[Dataset entries]
_____
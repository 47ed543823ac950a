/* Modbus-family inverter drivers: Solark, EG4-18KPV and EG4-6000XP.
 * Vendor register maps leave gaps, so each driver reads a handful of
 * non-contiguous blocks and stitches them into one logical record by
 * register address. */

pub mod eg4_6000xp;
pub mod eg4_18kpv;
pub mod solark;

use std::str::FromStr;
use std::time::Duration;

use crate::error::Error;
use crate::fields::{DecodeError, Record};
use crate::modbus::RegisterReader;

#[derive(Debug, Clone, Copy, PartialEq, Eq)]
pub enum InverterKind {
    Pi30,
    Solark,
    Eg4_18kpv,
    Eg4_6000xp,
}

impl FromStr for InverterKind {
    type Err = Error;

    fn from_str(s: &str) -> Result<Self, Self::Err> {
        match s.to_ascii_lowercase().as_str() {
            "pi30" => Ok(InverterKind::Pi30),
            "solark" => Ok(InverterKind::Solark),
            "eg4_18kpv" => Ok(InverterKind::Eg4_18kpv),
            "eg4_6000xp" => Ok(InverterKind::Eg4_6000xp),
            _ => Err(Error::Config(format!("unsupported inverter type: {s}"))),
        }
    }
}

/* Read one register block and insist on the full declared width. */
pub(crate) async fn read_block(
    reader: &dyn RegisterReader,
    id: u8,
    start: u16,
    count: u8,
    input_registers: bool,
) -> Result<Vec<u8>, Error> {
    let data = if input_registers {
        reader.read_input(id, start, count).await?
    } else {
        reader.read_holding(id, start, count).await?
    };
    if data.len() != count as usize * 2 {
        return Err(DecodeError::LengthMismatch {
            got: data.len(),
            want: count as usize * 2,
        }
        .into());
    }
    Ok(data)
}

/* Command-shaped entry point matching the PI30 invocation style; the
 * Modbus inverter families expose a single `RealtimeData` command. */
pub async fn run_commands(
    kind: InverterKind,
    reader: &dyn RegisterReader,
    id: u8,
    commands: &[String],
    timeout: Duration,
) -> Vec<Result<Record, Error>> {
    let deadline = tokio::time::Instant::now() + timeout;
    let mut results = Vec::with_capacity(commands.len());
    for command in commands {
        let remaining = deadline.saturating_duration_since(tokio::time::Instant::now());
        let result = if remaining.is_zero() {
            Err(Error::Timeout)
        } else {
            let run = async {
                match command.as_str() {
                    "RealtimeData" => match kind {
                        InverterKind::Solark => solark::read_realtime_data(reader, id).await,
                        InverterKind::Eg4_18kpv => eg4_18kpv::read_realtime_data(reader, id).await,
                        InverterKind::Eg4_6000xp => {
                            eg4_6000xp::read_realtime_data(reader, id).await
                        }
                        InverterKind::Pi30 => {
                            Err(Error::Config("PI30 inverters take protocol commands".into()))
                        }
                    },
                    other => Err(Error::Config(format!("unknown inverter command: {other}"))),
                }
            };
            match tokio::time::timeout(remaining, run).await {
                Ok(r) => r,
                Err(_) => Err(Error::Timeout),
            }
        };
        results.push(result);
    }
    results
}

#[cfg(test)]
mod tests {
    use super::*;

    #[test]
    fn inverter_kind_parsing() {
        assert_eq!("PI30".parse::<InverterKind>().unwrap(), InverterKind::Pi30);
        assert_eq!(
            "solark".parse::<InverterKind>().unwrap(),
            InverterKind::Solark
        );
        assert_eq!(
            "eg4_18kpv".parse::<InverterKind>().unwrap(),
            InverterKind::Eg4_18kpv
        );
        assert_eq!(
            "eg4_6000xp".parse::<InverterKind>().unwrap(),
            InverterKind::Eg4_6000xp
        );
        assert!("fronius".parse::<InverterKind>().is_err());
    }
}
_____
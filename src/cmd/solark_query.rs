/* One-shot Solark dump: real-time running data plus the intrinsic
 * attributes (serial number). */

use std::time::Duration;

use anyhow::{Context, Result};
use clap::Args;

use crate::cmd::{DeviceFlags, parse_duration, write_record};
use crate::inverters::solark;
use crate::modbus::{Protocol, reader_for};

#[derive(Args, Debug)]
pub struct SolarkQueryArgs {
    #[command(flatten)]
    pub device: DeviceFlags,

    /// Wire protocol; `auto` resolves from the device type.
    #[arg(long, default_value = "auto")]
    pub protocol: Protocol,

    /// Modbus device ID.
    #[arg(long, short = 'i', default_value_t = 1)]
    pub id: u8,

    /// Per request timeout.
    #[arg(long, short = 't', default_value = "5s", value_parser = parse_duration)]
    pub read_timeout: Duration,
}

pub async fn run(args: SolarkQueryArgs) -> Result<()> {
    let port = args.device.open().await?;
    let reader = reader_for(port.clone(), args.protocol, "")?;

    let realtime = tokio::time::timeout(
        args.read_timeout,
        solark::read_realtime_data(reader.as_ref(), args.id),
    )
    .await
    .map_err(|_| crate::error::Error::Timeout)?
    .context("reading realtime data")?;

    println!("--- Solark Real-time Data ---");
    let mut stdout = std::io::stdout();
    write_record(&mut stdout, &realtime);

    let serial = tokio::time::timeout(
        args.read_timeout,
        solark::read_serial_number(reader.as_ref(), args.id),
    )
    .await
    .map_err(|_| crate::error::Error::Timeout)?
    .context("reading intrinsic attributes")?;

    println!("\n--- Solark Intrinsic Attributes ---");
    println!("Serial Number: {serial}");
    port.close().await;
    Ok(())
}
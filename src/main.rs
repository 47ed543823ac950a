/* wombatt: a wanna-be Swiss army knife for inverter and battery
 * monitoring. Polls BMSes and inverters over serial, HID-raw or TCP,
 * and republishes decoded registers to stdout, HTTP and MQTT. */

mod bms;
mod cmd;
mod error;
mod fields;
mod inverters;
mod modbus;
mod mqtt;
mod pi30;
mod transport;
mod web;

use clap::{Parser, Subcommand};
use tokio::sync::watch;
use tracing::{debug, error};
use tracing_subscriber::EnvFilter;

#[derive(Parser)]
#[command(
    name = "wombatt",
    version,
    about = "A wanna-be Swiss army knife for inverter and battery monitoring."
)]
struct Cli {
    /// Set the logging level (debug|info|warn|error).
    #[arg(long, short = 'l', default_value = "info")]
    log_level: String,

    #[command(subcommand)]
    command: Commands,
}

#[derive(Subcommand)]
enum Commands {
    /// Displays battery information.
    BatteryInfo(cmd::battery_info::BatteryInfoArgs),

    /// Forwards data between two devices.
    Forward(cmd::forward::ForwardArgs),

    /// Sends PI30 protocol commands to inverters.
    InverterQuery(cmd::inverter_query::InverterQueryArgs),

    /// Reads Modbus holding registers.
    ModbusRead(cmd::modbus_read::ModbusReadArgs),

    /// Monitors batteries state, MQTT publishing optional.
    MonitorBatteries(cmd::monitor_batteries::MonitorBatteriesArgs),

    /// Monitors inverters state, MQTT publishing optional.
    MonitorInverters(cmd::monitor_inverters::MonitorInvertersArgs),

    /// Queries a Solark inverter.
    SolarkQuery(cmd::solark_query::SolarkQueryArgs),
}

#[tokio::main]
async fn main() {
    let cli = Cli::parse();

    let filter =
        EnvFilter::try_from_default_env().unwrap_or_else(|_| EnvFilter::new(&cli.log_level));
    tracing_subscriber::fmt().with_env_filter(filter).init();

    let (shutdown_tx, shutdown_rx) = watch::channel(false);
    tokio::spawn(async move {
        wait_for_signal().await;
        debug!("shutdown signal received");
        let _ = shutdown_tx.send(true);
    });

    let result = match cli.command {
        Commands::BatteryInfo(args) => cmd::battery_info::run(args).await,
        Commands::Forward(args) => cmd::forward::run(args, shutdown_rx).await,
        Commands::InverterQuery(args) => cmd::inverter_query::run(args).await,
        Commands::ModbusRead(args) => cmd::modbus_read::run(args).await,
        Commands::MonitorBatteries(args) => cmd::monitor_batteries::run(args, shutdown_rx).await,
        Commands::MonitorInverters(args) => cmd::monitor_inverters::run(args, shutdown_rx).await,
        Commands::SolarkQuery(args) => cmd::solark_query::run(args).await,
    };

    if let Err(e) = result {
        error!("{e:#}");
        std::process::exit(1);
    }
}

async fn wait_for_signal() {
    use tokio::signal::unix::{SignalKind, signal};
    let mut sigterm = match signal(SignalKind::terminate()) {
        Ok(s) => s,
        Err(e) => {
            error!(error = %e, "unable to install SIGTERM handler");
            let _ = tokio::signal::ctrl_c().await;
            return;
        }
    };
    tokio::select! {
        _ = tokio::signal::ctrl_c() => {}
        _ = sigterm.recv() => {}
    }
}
_____
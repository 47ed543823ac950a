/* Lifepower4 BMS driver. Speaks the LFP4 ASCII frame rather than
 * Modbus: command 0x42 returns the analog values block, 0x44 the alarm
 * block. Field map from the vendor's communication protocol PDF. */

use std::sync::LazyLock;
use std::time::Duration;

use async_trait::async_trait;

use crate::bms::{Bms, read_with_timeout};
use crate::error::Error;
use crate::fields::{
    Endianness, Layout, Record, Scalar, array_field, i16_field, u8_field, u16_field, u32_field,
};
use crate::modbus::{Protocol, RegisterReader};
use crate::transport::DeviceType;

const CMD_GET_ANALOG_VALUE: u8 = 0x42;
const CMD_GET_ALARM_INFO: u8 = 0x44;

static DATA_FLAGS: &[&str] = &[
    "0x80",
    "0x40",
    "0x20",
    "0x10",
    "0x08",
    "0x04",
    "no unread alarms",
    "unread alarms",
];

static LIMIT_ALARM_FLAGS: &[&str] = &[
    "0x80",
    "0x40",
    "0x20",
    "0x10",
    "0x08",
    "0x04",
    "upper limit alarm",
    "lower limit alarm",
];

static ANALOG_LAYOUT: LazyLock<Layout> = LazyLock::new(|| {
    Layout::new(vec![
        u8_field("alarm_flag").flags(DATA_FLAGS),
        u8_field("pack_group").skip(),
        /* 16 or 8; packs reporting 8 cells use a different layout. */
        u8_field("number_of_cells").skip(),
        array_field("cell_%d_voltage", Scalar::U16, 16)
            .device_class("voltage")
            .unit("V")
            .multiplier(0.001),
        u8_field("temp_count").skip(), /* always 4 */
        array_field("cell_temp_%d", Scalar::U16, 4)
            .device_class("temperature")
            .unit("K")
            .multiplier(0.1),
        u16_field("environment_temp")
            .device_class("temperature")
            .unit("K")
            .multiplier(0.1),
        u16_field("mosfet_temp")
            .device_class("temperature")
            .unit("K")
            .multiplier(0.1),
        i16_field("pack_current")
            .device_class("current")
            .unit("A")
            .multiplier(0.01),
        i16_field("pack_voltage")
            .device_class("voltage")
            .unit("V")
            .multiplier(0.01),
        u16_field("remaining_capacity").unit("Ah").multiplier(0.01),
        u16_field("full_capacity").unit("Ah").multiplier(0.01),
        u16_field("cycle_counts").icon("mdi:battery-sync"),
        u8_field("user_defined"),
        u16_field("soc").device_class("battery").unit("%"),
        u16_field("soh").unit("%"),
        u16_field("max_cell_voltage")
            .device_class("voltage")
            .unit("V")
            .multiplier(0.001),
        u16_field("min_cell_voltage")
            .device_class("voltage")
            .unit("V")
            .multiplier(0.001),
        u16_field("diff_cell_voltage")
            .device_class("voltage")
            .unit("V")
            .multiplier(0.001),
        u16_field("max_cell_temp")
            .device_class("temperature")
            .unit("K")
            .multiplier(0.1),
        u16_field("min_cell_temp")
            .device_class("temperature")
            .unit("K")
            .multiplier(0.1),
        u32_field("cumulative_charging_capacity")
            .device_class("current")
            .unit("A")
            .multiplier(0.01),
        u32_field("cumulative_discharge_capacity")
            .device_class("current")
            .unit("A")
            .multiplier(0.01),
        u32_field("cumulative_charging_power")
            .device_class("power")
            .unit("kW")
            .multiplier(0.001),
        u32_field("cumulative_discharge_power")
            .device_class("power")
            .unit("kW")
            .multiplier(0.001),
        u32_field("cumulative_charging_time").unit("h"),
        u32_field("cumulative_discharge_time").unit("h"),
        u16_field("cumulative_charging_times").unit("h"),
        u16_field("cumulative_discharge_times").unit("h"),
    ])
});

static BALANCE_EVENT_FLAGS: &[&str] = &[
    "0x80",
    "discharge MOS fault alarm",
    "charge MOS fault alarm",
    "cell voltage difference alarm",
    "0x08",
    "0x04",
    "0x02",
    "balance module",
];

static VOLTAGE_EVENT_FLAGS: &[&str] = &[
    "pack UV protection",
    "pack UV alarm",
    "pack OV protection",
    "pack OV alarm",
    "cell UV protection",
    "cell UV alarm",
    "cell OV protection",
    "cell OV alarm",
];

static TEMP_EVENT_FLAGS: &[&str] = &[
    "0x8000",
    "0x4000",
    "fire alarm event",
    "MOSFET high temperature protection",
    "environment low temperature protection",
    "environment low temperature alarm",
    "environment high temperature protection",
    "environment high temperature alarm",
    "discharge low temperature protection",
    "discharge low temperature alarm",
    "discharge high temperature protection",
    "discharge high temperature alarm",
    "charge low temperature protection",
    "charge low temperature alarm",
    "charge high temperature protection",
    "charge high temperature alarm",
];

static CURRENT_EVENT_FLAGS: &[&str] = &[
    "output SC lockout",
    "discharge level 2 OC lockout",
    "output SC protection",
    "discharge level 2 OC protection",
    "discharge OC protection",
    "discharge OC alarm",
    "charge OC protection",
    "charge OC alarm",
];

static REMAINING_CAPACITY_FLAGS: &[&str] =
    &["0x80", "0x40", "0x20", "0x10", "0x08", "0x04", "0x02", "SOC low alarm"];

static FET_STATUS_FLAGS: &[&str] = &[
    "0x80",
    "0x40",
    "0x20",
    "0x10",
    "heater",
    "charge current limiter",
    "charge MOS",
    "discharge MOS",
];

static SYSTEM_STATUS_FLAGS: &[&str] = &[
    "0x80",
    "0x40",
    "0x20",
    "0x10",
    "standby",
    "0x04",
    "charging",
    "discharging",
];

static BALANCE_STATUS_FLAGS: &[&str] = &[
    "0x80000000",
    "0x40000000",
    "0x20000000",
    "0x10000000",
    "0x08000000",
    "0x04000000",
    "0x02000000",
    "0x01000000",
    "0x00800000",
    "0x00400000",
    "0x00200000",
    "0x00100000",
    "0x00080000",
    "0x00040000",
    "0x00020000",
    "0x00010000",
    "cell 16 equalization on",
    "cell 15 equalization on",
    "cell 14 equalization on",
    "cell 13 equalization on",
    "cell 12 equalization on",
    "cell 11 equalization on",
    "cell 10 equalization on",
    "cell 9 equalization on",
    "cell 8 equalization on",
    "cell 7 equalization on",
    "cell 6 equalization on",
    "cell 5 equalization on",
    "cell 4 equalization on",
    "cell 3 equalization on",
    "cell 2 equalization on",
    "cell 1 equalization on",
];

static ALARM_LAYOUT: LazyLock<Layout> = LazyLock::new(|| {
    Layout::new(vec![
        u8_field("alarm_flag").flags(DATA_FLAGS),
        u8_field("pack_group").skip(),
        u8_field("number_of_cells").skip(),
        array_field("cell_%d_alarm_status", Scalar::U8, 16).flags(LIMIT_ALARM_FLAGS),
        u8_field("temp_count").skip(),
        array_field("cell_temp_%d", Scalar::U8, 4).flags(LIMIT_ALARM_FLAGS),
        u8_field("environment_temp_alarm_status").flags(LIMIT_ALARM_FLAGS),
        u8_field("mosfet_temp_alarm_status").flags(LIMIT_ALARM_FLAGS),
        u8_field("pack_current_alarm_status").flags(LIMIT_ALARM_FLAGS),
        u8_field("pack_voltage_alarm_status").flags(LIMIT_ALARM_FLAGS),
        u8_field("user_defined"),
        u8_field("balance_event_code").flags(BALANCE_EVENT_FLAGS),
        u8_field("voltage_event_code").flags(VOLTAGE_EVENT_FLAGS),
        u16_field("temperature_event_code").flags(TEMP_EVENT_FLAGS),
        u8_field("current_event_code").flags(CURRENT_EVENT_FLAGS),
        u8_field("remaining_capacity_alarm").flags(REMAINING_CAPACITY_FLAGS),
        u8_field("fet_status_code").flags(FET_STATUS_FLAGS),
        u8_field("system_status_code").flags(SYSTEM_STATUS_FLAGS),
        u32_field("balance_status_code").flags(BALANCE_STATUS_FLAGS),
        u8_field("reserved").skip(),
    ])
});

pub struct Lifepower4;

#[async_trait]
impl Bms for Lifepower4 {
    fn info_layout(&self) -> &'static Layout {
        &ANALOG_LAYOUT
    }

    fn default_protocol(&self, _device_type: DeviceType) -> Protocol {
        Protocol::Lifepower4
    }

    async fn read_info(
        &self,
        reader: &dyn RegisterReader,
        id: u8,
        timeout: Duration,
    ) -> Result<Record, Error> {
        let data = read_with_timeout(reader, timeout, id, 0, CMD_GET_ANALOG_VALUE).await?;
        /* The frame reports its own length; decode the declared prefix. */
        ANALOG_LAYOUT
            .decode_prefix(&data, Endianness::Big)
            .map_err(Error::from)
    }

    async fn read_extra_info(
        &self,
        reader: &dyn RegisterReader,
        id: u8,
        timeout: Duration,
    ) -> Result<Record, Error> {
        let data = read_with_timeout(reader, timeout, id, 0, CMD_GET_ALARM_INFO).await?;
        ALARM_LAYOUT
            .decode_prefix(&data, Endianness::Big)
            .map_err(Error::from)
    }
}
_____
Return each line among the entries that holds the word "enum".

pub enum InverterKind {
enum Commands {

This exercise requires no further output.